── GIVEN DATA

use clap::Parser;
use countrymgr::{
    cli::Args, config::Config, console::controller::Controller,
    initialization::ensure_database_is_ready,
};
use std::io;
use tracing::error;

fn main() {
    let args = Args::parse();

    let mut config = match Config::from_env() {
        Ok(config) => config,
        Err(e) => {
            eprintln!("Failed to load configuration: {}", e);
            std::process::exit(1);
        }
    };
    config.apply_args(&args);

    tracing_subscriber::fmt()
        .with_max_level(config.log_level())
        .with_writer(io::stderr)
        .init();

    let db = match ensure_database_is_ready(&config) {
        Ok(db) => db,
        Err(e) => {
            eprintln!("Failed to initialize country database: {:#}", e);
            std::process::exit(1);
        }
    };

    let stdin = io::stdin();
    let stdout = io::stdout();
    let mut controller = Controller::new(&db, stdin.lock(), stdout.lock());

    if let Err(e) = controller.run() {
        error!("Console loop stopped: {}", e);
    }
}
use crate::models::country::Country;
use crate::models::statistics::{CountryStatistics, MetricSummary};
use std::fmt::Write;

pub const MISSING_VALUE: &str = "--";
const NO_DATA: &str = "no data";
const NAME_WIDTH: usize = 30;
const LABEL_WIDTH: usize = 22;
const TABLE_RULE: &str =
    "---------------------------------------------------------------------------------------";
const STATS_RULE: &str = "--------------------------------------------------------------------";

/// Two decimals, or the placeholder when the value is missing.
pub fn format_decimal(value: Option<f64>) -> String {
    match value {
        Some(v) => format!("{:.2}", v),
        None => MISSING_VALUE.to_string(),
    }
}

fn truncate_name(name: &str) -> String {
    if name.chars().count() > NAME_WIDTH {
        let kept: String = name.chars().take(NAME_WIDTH - 3).collect();
        format!("{}...", kept)
    } else {
        name.to_string()
    }
}

pub fn render_countries(countries: &[Country]) -> String {
    let mut out = String::new();

    let _ = writeln!(out);
    let _ = writeln!(out, "COUNTRIES DATA");
    let _ = writeln!(out, "{}", TABLE_RULE);
    let _ = writeln!(
        out,
        "{:<5} {:>30} {:>25} {:>20}",
        "Code", "Name", "Internet Users", "Literacy Rate"
    );
    let _ = writeln!(out, "{}", TABLE_RULE);

    for country in countries {
        let _ = writeln!(
            out,
            "{:<5} {:>30} {:>25} {:>20}",
            country.code,
            truncate_name(&country.name),
            format_decimal(country.internet_users),
            format_decimal(country.adult_literacy_rate)
        );
    }

    out
}

fn holder_line(label: &str, holder: Option<&Country>, metric: fn(&Country) -> Option<f64>) -> String {
    match holder.and_then(|c| metric(c).map(|value| (c, value))) {
        Some((country, value)) => format!(
            "{:<width$} : {:.2} ({})",
            label,
            value,
            country.name,
            width = LABEL_WIDTH
        ),
        None => format!("{:<width$} : {}", label, NO_DATA, width = LABEL_WIDTH),
    }
}

fn metric_lines(
    out: &mut String,
    labels: [&str; 3],
    summary: &MetricSummary,
    metric: fn(&Country) -> Option<f64>,
) {
    let _ = writeln!(
        out,
        "{:<width$} : {:.2}",
        labels[0],
        summary.average,
        width = LABEL_WIDTH
    );
    let _ = writeln!(out, "{}", holder_line(labels[1], summary.max.as_ref(), metric));
    let _ = writeln!(out, "{}", holder_line(labels[2], summary.min.as_ref(), metric));
}

pub fn render_statistics(stats: &CountryStatistics) -> String {
    let mut out = String::new();

    let _ = writeln!(out);
    let _ = writeln!(out, "Statistics:");
    let _ = writeln!(out, "{}", STATS_RULE);

    metric_lines(
        &mut out,
        [
            "Average internet users",
            "Maximum internet users",
            "Minimum internet users",
        ],
        &stats.internet_users,
        |c| c.internet_users,
    );
    metric_lines(
        &mut out,
        [
            "Average literacy rate",
            "Maximum literacy rate",
            "Minimum literacy rate",
        ],
        &stats.adult_literacy_rate,
        |c| c.adult_literacy_rate,
    );

    out
}

pub fn render_country_details(country: &Country) -> String {
    format!(
        "Name: {}\nInternet Users: {}\nLiteracy Rate: {}\n",
        country.name,
        format_decimal(country.internet_users),
        format_decimal(country.adult_literacy_rate)
    )
}
//! Countrymgr - console manager for a reference table of countries
//!
//! This library provides the persistence gateway, statistics and console
//! front end used by the `countrymgr` binary.

pub mod cli;
pub mod config;
pub mod console;
pub mod initialization;
pub mod models;
pub mod services;
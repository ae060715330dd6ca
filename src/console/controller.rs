use crate::console::display;
use crate::models::country::{is_valid_code, normalize_code, Country, CODE_LENGTH};
use crate::services::database::{DatabaseError, DatabaseService};
use crate::services::statistics;
use std::io::{self, BufRead, Write};
use thiserror::Error;
use tracing::{debug, error, warn};

#[derive(Error, Debug)]
pub enum ControllerError {
    #[error("Input error: {0}")]
    Input(#[from] io::Error),
    #[error("Input ended")]
    EndOfInput,
    #[error("'{0}' is not a number")]
    InvalidNumber(String),
    #[error("Database error: {0}")]
    Database(#[from] DatabaseError),
}

pub const MENU_OPTIONS: [(&str, &str); 6] = [
    ("view", "View Countries data."),
    ("statistics", "View Internet users and literacy rate's statistics."),
    ("edit", "Edit country's information."),
    ("add", "Add a new country."),
    ("delete", "Delete a country."),
    ("quit", "Exit the program"),
];

const FAREWELL: &str = "See you later alligator :)";

#[derive(Debug, Clone, PartialEq, Eq)]
pub enum Command {
    View,
    Statistics,
    Edit,
    Add,
    Delete,
    Quit,
    Unknown(String),
}

impl Command {
    pub fn parse(input: &str) -> Self {
        let choice = input.trim().to_lowercase();
        match choice.as_str() {
            "view" => Command::View,
            "statistics" => Command::Statistics,
            "edit" => Command::Edit,
            "add" => Command::Add,
            "delete" => Command::Delete,
            "quit" => Command::Quit,
            _ => Command::Unknown(choice),
        }
    }
}

/// Menu loop over a line-oriented reader and writer.
pub struct Controller<'a, R, W> {
    db: &'a DatabaseService,
    input: R,
    output: W,
}

impl<'a, R: BufRead, W: Write> Controller<'a, R, W> {
    pub fn new(db: &'a DatabaseService, input: R, output: W) -> Self {
        Self { db, input, output }
    }

    /// Runs until `quit` or end of input. Only a failure to write to the
    /// output ends the loop with an error.
    pub fn run(&mut self) -> Result<(), ControllerError> {
        loop {
            self.show_menu()?;

            let choice = match self.read_line() {
                Ok(line) => line,
                Err(ControllerError::EndOfInput) => {
                    debug!("Input closed, leaving menu loop");
                    writeln!(self.output, "{}", FAREWELL)?;
                    return Ok(());
                }
                Err(e) => {
                    error!("Problem with input: {}", e);
                    writeln!(self.output, "Problem with input")?;
                    continue;
                }
            };

            let command = Command::parse(&choice);
            debug!("Dispatching {:?}", command);

            if command == Command::Quit {
                writeln!(self.output, "{}", FAREWELL)?;
                return Ok(());
            }

            match self.dispatch(command) {
                Ok(()) => {}
                Err(ControllerError::EndOfInput) => {
                    writeln!(self.output, "{}", FAREWELL)?;
                    return Ok(());
                }
                Err(e) => self.report(e)?,
            }
        }
    }

    fn dispatch(&mut self, command: Command) -> Result<(), ControllerError> {
        match command {
            Command::View => self.view(),
            Command::Statistics => self.statistics(),
            Command::Edit => self.edit(),
            Command::Add => self.add(),
            Command::Delete => self.delete(),
            Command::Quit => Ok(()),
            Command::Unknown(choice) => {
                writeln!(self.output, "Unknown choice: '{}'. Try again.\n\n", choice)?;
                Ok(())
            }
        }
    }

    fn report(&mut self, err: ControllerError) -> Result<(), io::Error> {
        match &err {
            ControllerError::InvalidNumber(_) => {
                warn!("Operation aborted: {}", err);
                writeln!(self.output, "{}. Operation cancelled.", err)
            }
            ControllerError::Database(DatabaseError::DuplicateCode(_))
            | ControllerError::Database(DatabaseError::NotFound(_)) => {
                warn!("Operation rejected: {}", err);
                writeln!(self.output, "{}", err)
            }
            _ => {
                error!("Operation failed: {}", err);
                writeln!(self.output, "Operation failed: {}", err)
            }
        }
    }

    fn show_menu(&mut self) -> Result<(), io::Error> {
        writeln!(self.output, "\nWelcome. Your menu options are:\n")?;
        for (command, description) in MENU_OPTIONS {
            writeln!(self.output, "{:<10} - {}", command, description)?;
        }
        writeln!(self.output, "\n\nWhat would you like to do:")?;
        self.output.flush()
    }

    fn read_line(&mut self) -> Result<String, ControllerError> {
        let mut line = String::new();
        if self.input.read_line(&mut line)? == 0 {
            return Err(ControllerError::EndOfInput);
        }
        Ok(line.trim().to_string())
    }

    fn prompt(&mut self, message: &str) -> Result<String, ControllerError> {
        writeln!(self.output, "{}", message)?;
        self.output.flush()?;
        self.read_line()
    }

    /// Blank input means the value is unknown.
    fn prompt_number(&mut self, message: &str) -> Result<Option<f64>, ControllerError> {
        let text = self.prompt(message)?;
        if text.is_empty() {
            return Ok(None);
        }
        parse_metric(&text)
            .map(Some)
            .ok_or(ControllerError::InvalidNumber(text))
    }

    fn view(&mut self) -> Result<(), ControllerError> {
        let countries = self.db.fetch_all()?;
        write!(self.output, "{}", display::render_countries(&countries))?;
        Ok(())
    }

    fn statistics(&mut self) -> Result<(), ControllerError> {
        let countries = self.db.fetch_all()?;
        let stats = statistics::compute(&countries);
        write!(self.output, "{}", display::render_statistics(&stats))?;
        Ok(())
    }

    /// Shows the table, asks for a code and resolves it. `None` means the
    /// user was already told nothing matched.
    fn select_country(&mut self, action: &str) -> Result<Option<Country>, ControllerError> {
        self.view()?;
        let message = format!(
            "Introduce the country code of the country you want to {}: ",
            action
        );
        let code = normalize_code(&self.prompt(&message)?);

        match self.db.fetch_by_code(&code)? {
            Some(country) => Ok(Some(country)),
            None => {
                writeln!(self.output, "No country found with code '{}'", code)?;
                Ok(None)
            }
        }
    }

    fn prompt_fields(&mut self, code: String) -> Result<Country, ControllerError> {
        let name = self.prompt("Introduce the new country name: ")?;
        let internet_users = self.prompt_number("Introduce the amount of Internet Users: ")?;
        let adult_literacy_rate =
            self.prompt_number("Introduce the amount of literacy rate of the country: ")?;

        Ok(Country::new(code, name, internet_users, adult_literacy_rate))
    }

    fn edit(&mut self) -> Result<(), ControllerError> {
        let Some(current) = self.select_country("edit")? else {
            return Ok(());
        };

        writeln!(self.output, "Current country data:")?;
        write!(self.output, "{}", display::render_country_details(&current))?;
        writeln!(self.output, "\nUpdating...\n")?;

        let updated = self.prompt_fields(current.code)?;
        self.db.update(&updated)?;

        writeln!(self.output, "Country update complete!")?;
        Ok(())
    }

    fn add(&mut self) -> Result<(), ControllerError> {
        let code = normalize_code(&self.prompt("Introduce the new country code: ")?);
        if !is_valid_code(&code) {
            writeln!(
                self.output,
                "Invalid code. It has to be {} characters long.",
                CODE_LENGTH
            )?;
            return Ok(());
        }

        let country = self.prompt_fields(code)?;
        self.db.create(&country)?;

        writeln!(self.output, "Country added successfully!")?;
        Ok(())
    }

    fn delete(&mut self) -> Result<(), ControllerError> {
        let Some(country) = self.select_country("delete")? else {
            return Ok(());
        };

        writeln!(self.output, "\nDeleting...\n")?;
        self.db.delete(&country)?;

        writeln!(self.output, "Country deleted successfully!")?;
        Ok(())
    }
}

/// Only finite values are accepted; SQLite would store NaN as NULL.
fn parse_metric(text: &str) -> Option<f64> {
    text.parse::<f64>().ok().filter(|value| value.is_finite())
}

────

**GOAL OF THE EXERCISE**
Everything above from the line with "statistics and console" to the line with "#[derive(Error, Debug)]", both included, must be repeated exactly, and nothing outside that range.

**TASK OUTPUT**
//! This library provides the persistence gateway, statistics and console
//! front end used by the `countrymgr` binary.

pub mod cli;
pub mod config;
pub mod console;
pub mod initialization;
pub mod models;
pub mod services;
repository ae060715330dd6ca
filename src/console/controller.rs
use crate::console::display;
use crate::models::country::{is_valid_code, normalize_code, Country, CODE_LENGTH};
use crate::services::database::{DatabaseError, DatabaseService};
use crate::services::statistics;
use std::io::{self, BufRead, Write};
use thiserror::Error;
use tracing::{debug, error, warn};

#[derive(Error, Debug)]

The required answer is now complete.